Personalizando e tratando os logs - Rsyslog
Observação: todas as configurações foram efetuadas com o usuário root.
Ao adicionar o servidor/equipamento do
syslog, por padrão o mesmo vai para o arquivo messages localizado em
/var/log/messages, sendo assim fica muito mais difícil de visualizar dependendo da quantidade de servidores/equipamentos que você tem centralizado.
Para isso criei um script muito simples: teste-syslog.sh.
Antes de criar o arquivo, vamos criar o diretório para aonde vai encaminhar os logs (estou criando os diretórios de acordo com o hostname do servidor ou equipamento):
# mkdir /var/log/server-abobora
Obs.: crie em algum diretório que seja diferenciado do /boot.
Após, vamos verificar qual é a palavra (hostname/IP address) que vamos filtrar para nosso script que está no arquivo messages:
# tail -f /var/log/messages
Jul 20 11:05:01 server-abobora systemd: Starting Session 6957 of user otrs.

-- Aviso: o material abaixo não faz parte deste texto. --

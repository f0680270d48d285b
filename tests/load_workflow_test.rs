//! Integration tests for the load workflow.
//!
//! Drives `App` end to end with the in-crate mocks: scripted randomness,
//! canned HTTP responses, and the real spawned fetch task reporting back
//! over the message channel.

use bytes::Bytes;
use mushaf::adapters::mock::{MockHttpClient, MockResponse, SeqRandom};
use mushaf::api::QuranClient;
use mushaf::app::{App, DEFAULT_SURAH_LABEL};
use mushaf::error::FALLBACK_ERROR_MESSAGE;
use mushaf::traits::Response;
use std::sync::Arc;

const BASE_URL: &str = "https://example.com/v1";

fn fatiha_envelope() -> &'static str {
    r#"{
        "code": 200,
        "status": "OK",
        "data": {
            "ayahs": [
                {
                    "text": "بِسْمِ اللَّهِ الرَّحْمَٰنِ الرَّحِيمِ",
                    "numberInSurah": 1,
                    "surah": { "number": 1, "name": "الفاتحة" }
                }
            ]
        }
    }"#
}

fn build_app(mock: &MockHttpClient, draws: Vec<u16>) -> App {
    let client = QuranClient::with_url(Arc::new(mock.clone()), BASE_URL);
    App::new(client, Box::new(SeqRandom::new(draws)))
}

/// Run one full load: trigger, wait for the fetch task's message, apply it.
async fn run_one_load(app: &mut App) {
    let mut rx = app.message_rx.take().expect("receiver already taken");
    app.load_random_page();
    let msg = rx.recv().await.expect("fetch task should report back");
    app.handle_message(msg);
    app.message_rx = Some(rx);
}

#[tokio::test]
async fn test_successful_load_builds_the_page_view() {
    let mock = MockHttpClient::new();
    mock.set_default_response(MockResponse::Success(Response::new(
        200,
        Bytes::from(fatiha_envelope()),
    )));

    let mut app = build_app(&mock, vec![1]);
    run_one_load(&mut app).await;

    assert!(!app.loading);
    assert!(app.error.is_none());
    assert_eq!(app.last_shown(), Some(1));

    let view = app.current_page.as_ref().unwrap();
    assert_eq!(view.page_number, 1);
    assert_eq!(view.surah_name, "الفاتحة");
    assert_eq!(view.content.len(), 1);
    assert_eq!(view.content[0].number, 1);
    assert!(view.show_basmala);
}

#[tokio::test]
async fn test_exactly_one_request_per_workflow() {
    let mock = MockHttpClient::new();
    mock.set_default_response(MockResponse::Success(Response::new(
        200,
        Bytes::from(fatiha_envelope()),
    )));

    let mut app = build_app(&mock, vec![17]);
    run_one_load(&mut app).await;

    let requests = mock.requests();
    assert_eq!(requests.len(), 1);
    assert_eq!(
        requests[0],
        format!("{}/page/17/quran-uthmani", BASE_URL)
    );
}

#[tokio::test]
async fn test_failed_load_keeps_previous_page_and_surfaces_message() {
    let mock = MockHttpClient::new();
    mock.set_default_response(MockResponse::Success(Response::new(
        200,
        Bytes::from(fatiha_envelope()),
    )));

    let mut app = build_app(&mock, vec![1, 2]);
    run_one_load(&mut app).await;
    let shown_before = app.current_page.clone();

    // Second load hits a 404 whose body carries the status text.
    mock.set_default_response(MockResponse::Success(Response::new(
        404,
        Bytes::from(r#"{ "code": 404, "status": "Page not found" }"#),
    )));
    run_one_load(&mut app).await;

    assert!(!app.loading);
    assert_eq!(app.error.as_deref(), Some("Page not found"));
    assert_eq!(app.current_page, shown_before);
    // The failed page was never recorded as shown.
    assert_eq!(app.last_shown(), Some(1));
}

#[tokio::test]
async fn test_failure_without_status_text_uses_fallback_message() {
    let mock = MockHttpClient::new();
    mock.set_default_response(MockResponse::Success(Response::new(
        500,
        Bytes::from("internal error"),
    )));

    let mut app = build_app(&mock, vec![3]);
    run_one_load(&mut app).await;

    assert_eq!(app.error.as_deref(), Some(FALLBACK_ERROR_MESSAGE));
    assert!(app.current_page.is_none());
}

#[tokio::test]
async fn test_error_cleared_on_next_load() {
    let mock = MockHttpClient::new();
    mock.set_default_response(MockResponse::Success(Response::new(
        500,
        Bytes::from("boom"),
    )));

    let mut app = build_app(&mock, vec![3, 4]);
    run_one_load(&mut app).await;
    assert!(app.error.is_some());

    mock.set_default_response(MockResponse::Success(Response::new(
        200,
        Bytes::from(fatiha_envelope()),
    )));
    run_one_load(&mut app).await;

    assert!(app.error.is_none());
    assert!(app.current_page.is_some());
}

#[tokio::test]
async fn test_identical_content_yields_identical_views() {
    let mock = MockHttpClient::new();
    mock.set_default_response(MockResponse::Success(Response::new(
        200,
        Bytes::from(fatiha_envelope()),
    )));

    let mut app = build_app(&mock, vec![5, 9]);
    run_one_load(&mut app).await;
    let first = app.current_page.clone().unwrap();

    run_one_load(&mut app).await;
    let second = app.current_page.clone().unwrap();

    // Same content both times, apart from the page number the anti-repeat
    // rule selected.
    assert_eq!(first.surah_name, second.surah_name);
    assert_eq!(first.content, second.content);
    assert_eq!(first.show_basmala, second.show_basmala);
    assert_eq!(first.page_number, 5);
    assert_eq!(second.page_number, 9);
}

#[tokio::test]
async fn test_empty_page_gets_default_label_and_no_basmala() {
    let mock = MockHttpClient::new();
    mock.set_default_response(MockResponse::Success(Response::new(
        200,
        Bytes::from(r#"{ "code": 200, "status": "OK", "data": { "ayahs": [] } }"#),
    )));

    let mut app = build_app(&mock, vec![8]);
    run_one_load(&mut app).await;

    let view = app.current_page.as_ref().unwrap();
    assert_eq!(view.surah_name, DEFAULT_SURAH_LABEL);
    assert!(!view.show_basmala);
    assert!(view.content.is_empty());
}

#[tokio::test]
async fn test_trigger_while_loading_is_ignored() {
    let mock = MockHttpClient::new();
    mock.set_default_response(MockResponse::Success(Response::new(
        200,
        Bytes::from(fatiha_envelope()),
    )));

    let mut app = build_app(&mock, vec![5, 6]);
    let mut rx = app.message_rx.take().unwrap();

    app.load_random_page();
    // A second trigger while the first is in flight does nothing.
    app.load_random_page();

    let msg = rx.recv().await.unwrap();
    app.handle_message(msg);
    assert!(rx.try_recv().is_err());

    assert_eq!(mock.requests().len(), 1);
    assert_eq!(app.current_page.as_ref().unwrap().page_number, 5);
}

Jul 20 11:05:01 server-abobora systemd: Started Session 6957 of user otrs.
Jul 20 11:05:01 server-abobora systemd: Starting Session 6958 of user otrs.
Irei filtrar os logs do servidor "abobora" pelo hostname apresentado no log acima: server-abobora.
Vamos criar o nosso script e personalizá-lo:
Obs.: o script deve ser configurado de acordo com as suas necessidades, irei criar um script simples, mas funcional. Explore Shell Script, você pode automatizar todo o seu ambiente dessa forma.
# vim teste-syslog.sh
#!/bin/bash
echo "Executando filtro"
sleep 3
############################################
## SCRIP PARA DE FILTRO DE LOGS - RSYSLOG ##
############################################
cat /var/log/messages | grep server-abobora >> /var/log/server-abobora/Logs
echo "Script Concluído"
sleep 3
No script acima, na linha 3, estou executando o comando echo, para mostrar a mensagem na tela "Executando filtro" e na linha 4, o comando "sleep 3" para aguardar 3 segundos na tela.
As linhas 6, 7 e 8 são somente comentários para você saber o que está acontecendo no script.
Obs.: é recomentado comentar todas as ações de seu script para facilitar o troubleshooting caso dê algum erro, ou outro analista precise entender o que o script está executando.
Na linha 10, estamos dando um cat no arquivo messages para ler todas as informações do servidor server-abobora e enviar para o arquivo Logs (caso não tenha o arquivo, ele irá criar).
Obs.: como eu utilizei o ">>" após o grep e o servidor, irá adicionar as informações no final do arquivo, caso utiliza-se o ">" iria sobrescrever todas as informações do arquivo. Fique atento. Pode ser utilizado vários parâmetros em seu Shell Script para deixá-lo cada vez melhor.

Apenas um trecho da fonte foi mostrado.